Activity: When a line in the entries below contains the word "bytes", copy that line.

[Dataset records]
________________________
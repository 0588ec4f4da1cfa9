pub mod backend;
pub mod device;
pub mod file;
pub mod session;

pub use backend::{
    AudioFrame, CaptureBackend, CaptureBackendConfig, CaptureBackendFactory, CaptureError,
    CaptureGrant, CaptureSource, TrackKind,
};
pub use file::FileBackend;
pub use session::{CaptureSession, MediaTrack};
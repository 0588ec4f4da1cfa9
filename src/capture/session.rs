use std::sync::atomic::{AtomicBool, Ordering};
use std::sync::Arc;

use tokio::sync::mpsc;
use tracing::{debug, info, warn};

use super::backend::{AudioFrame, CaptureBackend, CaptureError, TrackKind};

/// Handle to one constituent track of a capture grant.
///
/// Stopping a track signals its producer to shut down and release the
/// underlying platform resource (and with it the OS capture indicator).
/// Dropping the handle alone does NOT stop the producer.
#[derive(Debug, Clone)]
pub struct MediaTrack {
    kind: TrackKind,
    label: String,
    stopped: Arc<AtomicBool>,
}

impl MediaTrack {
    pub fn new(kind: TrackKind, label: impl Into<String>) -> Self {
        Self {
            kind,
            label: label.into(),
            stopped: Arc::new(AtomicBool::new(false)),
        }
    }

    pub fn kind(&self) -> TrackKind {
        self.kind
    }

    pub fn label(&self) -> &str {
        &self.label
    }

    /// Stop flag shared with the track's producer
    pub fn stop_flag(&self) -> Arc<AtomicBool> {
        Arc::clone(&self.stopped)
    }

    /// Signal the producer to stop. Idempotent.
    pub fn stop(&self) {
        if !self.stopped.swap(true, Ordering::SeqCst) {
            debug!("Track stopped: {} ({:?})", self.label, self.kind);
        }
    }

    pub fn is_stopped(&self) -> bool {
        self.stopped.load(Ordering::SeqCst)
    }
}

/// An acquired capture surface.
///
/// Owns every granted track for the session's lifetime. Exactly one of these
/// exists per recording session; ownership moves into the pipeline on start
/// and the pipeline releases it on stop or on fatal error.
#[derive(Debug)]
pub struct CaptureSession {
    tracks: Vec<MediaTrack>,
    frames: Option<mpsc::Receiver<AudioFrame>>,
}

impl CaptureSession {
    /// Acquire a capture surface from the backend.
    ///
    /// The platform may only expose display/tab audio bundled with a video
    /// track; any video track in the grant is stopped immediately. Fails with
    /// `NoAudioTrack` when no audio track remains after that.
    pub async fn acquire(backend: &mut dyn CaptureBackend) -> Result<Self, CaptureError> {
        info!("Requesting capture grant from backend: {}", backend.name());

        let grant = backend.request().await?;

        let mut audio_tracks = Vec::new();
        for track in grant.tracks {
            match track.kind() {
                TrackKind::Video => {
                    // Only audio is ever wanted
                    track.stop();
                }
                TrackKind::Audio => audio_tracks.push(track),
            }
        }

        if audio_tracks.is_empty() {
            warn!("Capture grant carried no audio track");
            return Err(CaptureError::NoAudioTrack);
        }

        info!(
            "Capture session acquired ({} audio track(s))",
            audio_tracks.len()
        );

        Ok(Self {
            tracks: audio_tracks,
            frames: Some(grant.frames),
        })
    }

    /// Take the live frame receiver. Yields `None` after the first call.
    pub fn take_frames(&mut self) -> Option<mpsc::Receiver<AudioFrame>> {
        self.frames.take()
    }

    /// Stop every constituent track, releasing the platform capture surface.
    pub fn release(&mut self) {
        for track in &self.tracks {
            track.stop();
        }
        info!("Capture session released ({} track(s) stopped)", self.tracks.len());
    }

    pub fn is_released(&self) -> bool {
        self.tracks.iter().all(|t| t.is_stopped())
    }
}

impl Drop for CaptureSession {
    fn drop(&mut self) {
        for track in &self.tracks {
            if !track.is_stopped() {
                warn!("Capture track still live on drop, stopping: {}", track.label());
                track.stop();
            }
        }
    }
}
use anyhow::{Context, Result};
use serde::{Deserialize, Serialize};
use tracing::{debug, info};

use super::store::{TranscriptStore, TRANSCRIPT_KEY};

/// A single timestamped transcript entry. Immutable once created; entries
/// are ordered strictly by creation order.
#[derive(Debug, Clone, Serialize, Deserialize)]
pub struct TranscriptEntry {
    /// Wall-clock seconds since session start when the entry was applied
    pub elapsed_secs: u64,
    /// Formatted `M:SS` label
    pub label: String,
    /// Recognized text
    pub text: String,
}

impl TranscriptEntry {
    fn render(&self) -> String {
        format!("[{}] {}\n\n", self.label, self.text)
    }
}

/// Accumulates transcript entries and handles persistence.
///
/// The persisted form is the flattened text only; after a restart the prior
/// transcript is carried as one opaque pre-formatted block, not reparsed
/// into entries.
pub struct TranscriptAssembler {
    store: Box<dyn TranscriptStore>,
    /// Opaque text restored from a previous run
    restored: String,
    entries: Vec<TranscriptEntry>,
}

impl TranscriptAssembler {
    pub fn new(store: Box<dyn TranscriptStore>) -> Self {
        Self {
            store,
            restored: String::new(),
            entries: Vec::new(),
        }
    }

    /// Format elapsed seconds as `M:SS` with zero-padded seconds
    pub fn format_elapsed(elapsed_secs: u64) -> String {
        format!("{}:{:02}", elapsed_secs / 60, elapsed_secs % 60)
    }

    /// Append a new entry. Returns a copy for event fanout.
    pub fn append(&mut self, elapsed_secs: u64, text: &str) -> TranscriptEntry {
        let entry = TranscriptEntry {
            elapsed_secs,
            label: Self::format_elapsed(elapsed_secs),
            text: text.to_string(),
        };

        debug!("Transcript entry appended at [{}]", entry.label);

        self.entries.push(entry.clone());
        entry
    }

    /// The full transcript as rendered text: restored prefix plus every
    /// entry appended this run.
    pub fn snapshot(&self) -> String {
        let mut out = self.restored.clone();
        for entry in &self.entries {
            out.push_str(&entry.render());
        }
        out
    }

    pub fn entry_count(&self) -> usize {
        self.entries.len()
    }

    /// Empty the transcript view. Persisted storage is untouched until the
    /// next `persist`.
    pub fn clear(&mut self) {
        info!("Transcript cleared ({} entries)", self.entries.len());
        self.restored.clear();
        self.entries.clear();
    }

    /// Flatten and write the transcript to storage, overwriting any prior
    /// value.
    pub fn persist(&self) -> Result<()> {
        let text = self.snapshot();
        self.store
            .set(TRANSCRIPT_KEY, &text)
            .context("Failed to persist transcript")?;
        info!("Transcript persisted ({} bytes)", text.len());
        Ok(())
    }

    /// Seed the transcript from the previously persisted text, if any.
    pub fn restore(&mut self) -> Result<Option<String>> {
        match self.store.get(TRANSCRIPT_KEY)? {
            Some(text) if !text.is_empty() => {
                info!("Restored persisted transcript ({} bytes)", text.len());
                self.restored = text.clone();
                Ok(Some(text))
            }
            _ => Ok(None),
        }
    }
}
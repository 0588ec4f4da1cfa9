use axum::{
    routing::{get, post},
    Router,
};
use tower_http::cors::CorsLayer;
use tower_http::trace::TraceLayer;

use super::handlers;
use super::state::AppState;

/// Create the HTTP router with all routes
pub fn create_router(state: AppState) -> Router {
    Router::new()
        // Health check
        .route("/health", get(handlers::health_check))
        // Capture control
        .route("/capture/start", post(handlers::start_capture))
        .route("/capture/stop", post(handlers::stop_capture))
        // Queries
        .route("/status", get(handlers::get_status))
        .route("/transcript", get(handlers::get_transcript))
        .route("/transcript/clear", post(handlers::clear_transcript))
        // Live event stream for the control panel
        .route("/events", get(handlers::events))
        // The panel is served from a different origin
        .layer(CorsLayer::permissive())
        // Add tracing middleware for request logging
        .layer(TraceLayer::new_for_http())
        .with_state(state)
}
________________________
Answer space:
        info!("Transcript persisted ({} bytes)", text.len());
                info!("Restored persisted transcript ({} bytes)", text.len());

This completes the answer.